I’m very happy to announce that my acclaimed western novel THE PEACEMAKER, previously published by Sundown Press, has been re-issued as an e.book by Andride Press, as of July 2021.
The book is set in Arizona in
1871. It describes a perilous mission to end the war between the white man and
the Chiricahua Apaches under their great chief, COCHISE.
The cover design is by RICHARD
HEARN.
A BRIEF SAMPLE OF REVIEWS of THE PEACEMAKER:
I’ve received 30+ reviews of THE PEACEMAKER on Amazon.com,
Amazon.co.uk. and Goodreads. I’m very humbled and flattered that they’re all
positive – a few 4 star, but the overwhelming majority 5 star, including
reviews from some of the most successful and acclaimed western authors in the
business, such as ROBERT VAUGHAN, RALPH COTTON and PETER BRANDVOLD. Here’s
brief sample:
Spur award-winning
and Pulitzer Prize-nominated author ROBERT VAUGHAN: ‘A great book’.
RALPH COTTON (also a Pulitzer-prize
nominated novelist): ‘For pure
writing style, McBride’s gritty prose nails the time and place of his story
with bold authority. …this relatively new author has thoroughly, and rightly
so, claimed his place among the top Old West storytellers.’

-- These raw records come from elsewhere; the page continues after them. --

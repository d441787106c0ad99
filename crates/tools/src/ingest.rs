//! Document ingest, shared by `POST /upload` and the `upload_document` tool.
//!
//! Extraction and sectioning run on the blocking pool; the document becomes
//! visible to searches only after it is stored and indexed.

use rpgforge_context::analyzer::extract_code_blocks;
use rpgforge_context::sections::{SectionIndex, index};
use rpgforge_core::document::{Document, DocumentId, DocumentType};
use rpgforge_core::error::{ToolError, UploadError};
use rpgforge_core::store::DocumentStore;
use rpgforge_store::Extractors;
use serde::Serialize;
use std::sync::Arc;
use tracing::info;

/// What an upload produced.
#[derive(Debug, Clone, Serialize)]
pub struct IngestReport {
    pub document_id: DocumentId,
    pub filename: String,
    pub status: &'static str,
    pub document_type: DocumentType,
    pub size: usize,
    pub pages: Option<u32>,
    pub sections: usize,
    pub code_examples: usize,
}

impl IngestReport {
    pub fn to_text(&self) -> String {
        format!(
            "Document '{}' processed successfully:\n- ID: {}\n- Type: {}\n- Pages/Size: {}\n- Sections: {}\n- Code examples found: {}\n",
            self.filename,
            self.document_id,
            self.document_type,
            self.pages
                .map(|p| format!("{p} pages"))
                .unwrap_or_else(|| format!("{} bytes", self.size)),
            self.sections,
            self.code_examples,
        )
    }
}

pub struct DocumentIngestor {
    documents: Arc<dyn DocumentStore>,
    index: Arc<SectionIndex>,
    extractors: Arc<Extractors>,
    max_upload_bytes: usize,
}

impl DocumentIngestor {
    pub fn new(
        documents: Arc<dyn DocumentStore>,
        index: Arc<SectionIndex>,
        extractors: Arc<Extractors>,
        max_upload_bytes: usize,
    ) -> Self {
        Self {
            documents,
            index,
            extractors,
            max_upload_bytes,
        }
    }

    pub fn max_upload_bytes(&self) -> usize {
        self.max_upload_bytes
    }

    pub fn supported_extensions(&self) -> Vec<String> {
        self.extractors
            .supported_extensions()
            .into_iter()
            .map(|e| format!(".{e}"))
            .collect()
    }

    /// Extract, index and store one uploaded file. Every call creates a new
    /// document, even for content seen before.
    pub async fn ingest(
        &self,
        filename: &str,
        document_type: DocumentType,
        description: Option<String>,
        bytes: Vec<u8>,
    ) -> Result<IngestReport, ToolError> {
        let extractors = Arc::clone(&self.extractors);
        let max = self.max_upload_bytes;
        let name = filename.to_string();

        let (document, sections, code_examples, bytes) = tokio::task::spawn_blocking(move || {
            let content = extractors.extract(&name, &bytes, max)?;
            let mut document = Document::new(name, content.text, document_type)
                .with_description(description.unwrap_or_default());
            document.size_bytes = bytes.len();
            document.page_count = content.page_count;
            document.images = content.images;

            let sections = index(&document);
            let code_examples = extract_code_blocks(&document.raw_text).len();
            Ok::<_, UploadError>((document, sections, code_examples, bytes))
        })
        .await
        .map_err(|e| UploadError::Corrupt {
            filename: filename.to_string(),
            format: "upload".into(),
            reason: format!("extraction task failed: {e}"),
        })??;

        let report = IngestReport {
            document_id: document.id.clone(),
            filename: document.filename.clone(),
            status: "processed",
            document_type: document.document_type,
            size: document.size_bytes,
            pages: document.page_count,
            sections: sections.len(),
            code_examples,
        };

        // Sections must be visible before the document is, so a concurrent
        // reader never sees a stored document with an empty index entry.
        self.index.insert(&document, sections, code_examples).await;
        if let Err(e) = self.documents.put(document.clone(), Some(&bytes)).await {
            self.index.remove(&document.id).await;
            return Err(e.into());
        }

        info!(
            document_id = %report.document_id,
            filename = %report.filename,
            document_type = %report.document_type,
            sections = report.sections,
            code_examples = report.code_examples,
            "Document ingested"
        );
        Ok(report)
    }
}

#[cfg(test)]
mod tests {
    use super::*;
    use rpgforge_context::sections::SectionQuery;
    use rpgforge_store::InMemoryDocumentStore;

    fn ingestor(max: usize) -> (DocumentIngestor, Arc<dyn DocumentStore>, Arc<SectionIndex>) {
        let store: Arc<dyn DocumentStore> = Arc::new(InMemoryDocumentStore::new());
        let index = Arc::new(SectionIndex::new());
        let ingestor = DocumentIngestor::new(
            Arc::clone(&store),
            Arc::clone(&index),
            Arc::new(Extractors::default()),
            max,
        );
        (ingestor, store, index)
    }

    #[tokio::test]
    async fn markdown_upload_is_stored_and_indexed() {
        let (ingestor, store, index) = ingestor(1024 * 1024);
        let text = "# Standards\n\n## Introduction\nRead me.\n\n## Naming Conventions\nDCL-S counter INT(10);\n";
        let report = ingestor
            .ingest(
                "standards.md",
                DocumentType::Standards,
                Some("Shop rules".into()),
                text.as_bytes().to_vec(),
            )
            .await
            .unwrap();

        assert_eq!(report.status, "processed");
        assert_eq!(report.sections, 3);
        assert_eq!(report.code_examples, 1);
        assert!(report.pages.is_none());

        let stored = store.get(&report.document_id).await.unwrap();
        assert_eq!(stored.description, "Shop rules");
        assert_eq!(stored.size_bytes, text.len());

        let titles: Vec<String> = index
            .find(&SectionQuery::default())
            .await
            .into_iter()
            .map(|s| s.title)
            .collect();
        assert_eq!(titles, vec!["Standards", "Introduction", "Naming Conventions"]);
    }

    #[tokio::test]
    async fn identical_uploads_create_distinct_documents() {
        let (ingestor, store, _) = ingestor(1024);
        let a = ingestor
            .ingest("a.md", DocumentType::Reference, None, b"# A\nbody".to_vec())
            .await
            .unwrap();
        let b = ingestor
            .ingest("a.md", DocumentType::Reference, None, b"# A\nbody".to_vec())
            .await
            .unwrap();
        assert_ne!(a.document_id, b.document_id);
        assert_eq!(store.count().await.unwrap(), 2);
    }

    #[tokio::test]
    async fn rejected_upload_leaves_no_trace() {
        let (ingestor, store, index) = ingestor(8);
        let err = ingestor
            .ingest("big.md", DocumentType::Reference, None, b"# far too long".to_vec())
            .await
            .unwrap_err();
        assert!(matches!(err, ToolError::Upload(UploadError::TooLarge { .. })));

        let err = ingestor
            .ingest("notes.docx", DocumentType::Reference, None, b"x".to_vec())
            .await
            .unwrap_err();
        assert!(matches!(err, ToolError::Upload(UploadError::UnsupportedFormat { .. })));

        assert_eq!(store.count().await.unwrap(), 0);
        assert!(index.is_empty().await);
    }

    /// Records what the index held when `put` ran, and optionally fails it.
    struct WatchingStore {
        inner: InMemoryDocumentStore,
        index: Arc<SectionIndex>,
        seen_at_put: std::sync::Mutex<Option<(usize, usize)>>,
        fail: bool,
    }

    #[async_trait::async_trait]
    impl DocumentStore for WatchingStore {
        fn name(&self) -> &str {
            "watching"
        }

        async fn put(
            &self,
            document: Document,
            original: Option<&[u8]>,
        ) -> Result<DocumentId, rpgforge_core::error::StoreError> {
            let counts = (
                self.index.section_count(&document.id).await,
                self.index.code_example_count(&document.id).await,
            );
            *self.seen_at_put.lock().unwrap() = Some(counts);
            if self.fail {
                return Err(rpgforge_core::error::StoreError::Io("disk full".into()));
            }
            self.inner.put(document, original).await
        }

        async fn get(&self, id: &DocumentId) -> Result<Document, rpgforge_core::error::StoreError> {
            self.inner.get(id).await
        }

        async fn list(
            &self,
            filter: Option<DocumentType>,
        ) -> Result<Vec<Document>, rpgforge_core::error::StoreError> {
            self.inner.list(filter).await
        }

        async fn count(&self) -> Result<usize, rpgforge_core::error::StoreError> {
            self.inner.count().await
        }
    }

    fn watched(fail: bool) -> (DocumentIngestor, Arc<WatchingStore>, Arc<SectionIndex>) {
        let index = Arc::new(SectionIndex::new());
        let store = Arc::new(WatchingStore {
            inner: InMemoryDocumentStore::new(),
            index: Arc::clone(&index),
            seen_at_put: std::sync::Mutex::new(None),
            fail,
        });
        let ingestor = DocumentIngestor::new(
            store.clone(),
            Arc::clone(&index),
            Arc::new(Extractors::default()),
            1024,
        );
        (ingestor, store, index)
    }

    #[tokio::test]
    async fn sections_are_indexed_before_the_document_is_stored() {
        let (ingestor, store, index) = watched(false);
        let report = ingestor
            .ingest(
                "rules.md",
                DocumentType::Standards,
                None,
                b"## Naming\nDCL-S total PACKED(9:2);\n## Errors\nUse MONITOR.\n".to_vec(),
            )
            .await
            .unwrap();

        assert_eq!(*store.seen_at_put.lock().unwrap(), Some((2, 1)));
        assert_eq!(index.section_count(&report.document_id).await, 2);
        assert_eq!(index.code_example_count(&report.document_id).await, 1);
    }

    #[tokio::test]
    async fn failed_store_write_rolls_back_the_index() {
        let (ingestor, store, index) = watched(true);
        let err = ingestor
            .ingest("rules.md", DocumentType::Standards, None, b"## Naming\nbody".to_vec())
            .await
            .unwrap_err();

        assert!(matches!(err, ToolError::Store(_)));
        assert_eq!(*store.seen_at_put.lock().unwrap(), Some((1, 0)));
        assert!(index.is_empty().await);
        assert_eq!(store.count().await.unwrap(), 0);
    }

    #[test]
    fn report_text_mentions_pages_or_size() {
        let report = IngestReport {
            document_id: DocumentId::from("d1"),
            filename: "guide.pdf".into(),
            status: "processed",
            document_type: DocumentType::ConversionGuide,
            size: 2048,
            pages: Some(12),
            sections: 4,
            code_examples: 2,
        };
        let text = report.to_text();
        assert!(text.contains("12 pages"));
        assert!(text.contains("conversion_guide"));
    }
}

PETER BRANDVOLD (Winner of the
PEACEMAKER lifetime achievement award – please note, that’s a different
‘peacemaker’ than my book!): ‘Excellent, riveting western.’
I’m very grateful to those
writers (and others kind enough to review the novel) for their fantastic
support.
You can read FULL REVIEWS of THE PEACEMAKER here: https://andrewmcbrideauthor.blogspot.com/2021/08/the-peacemaker-reviews.html
Apache Indians
1886 (GERONIMO extreme right)
Meanwhile, here’s the BLURB for THE PEACEMAKER:
BLURB:
Eighteen-year-old scout Calvin
'Choctaw' Taylor believes he can handle whatever life throws his way. He’s been
on his own for several years, and he only wants to make his mark in the world.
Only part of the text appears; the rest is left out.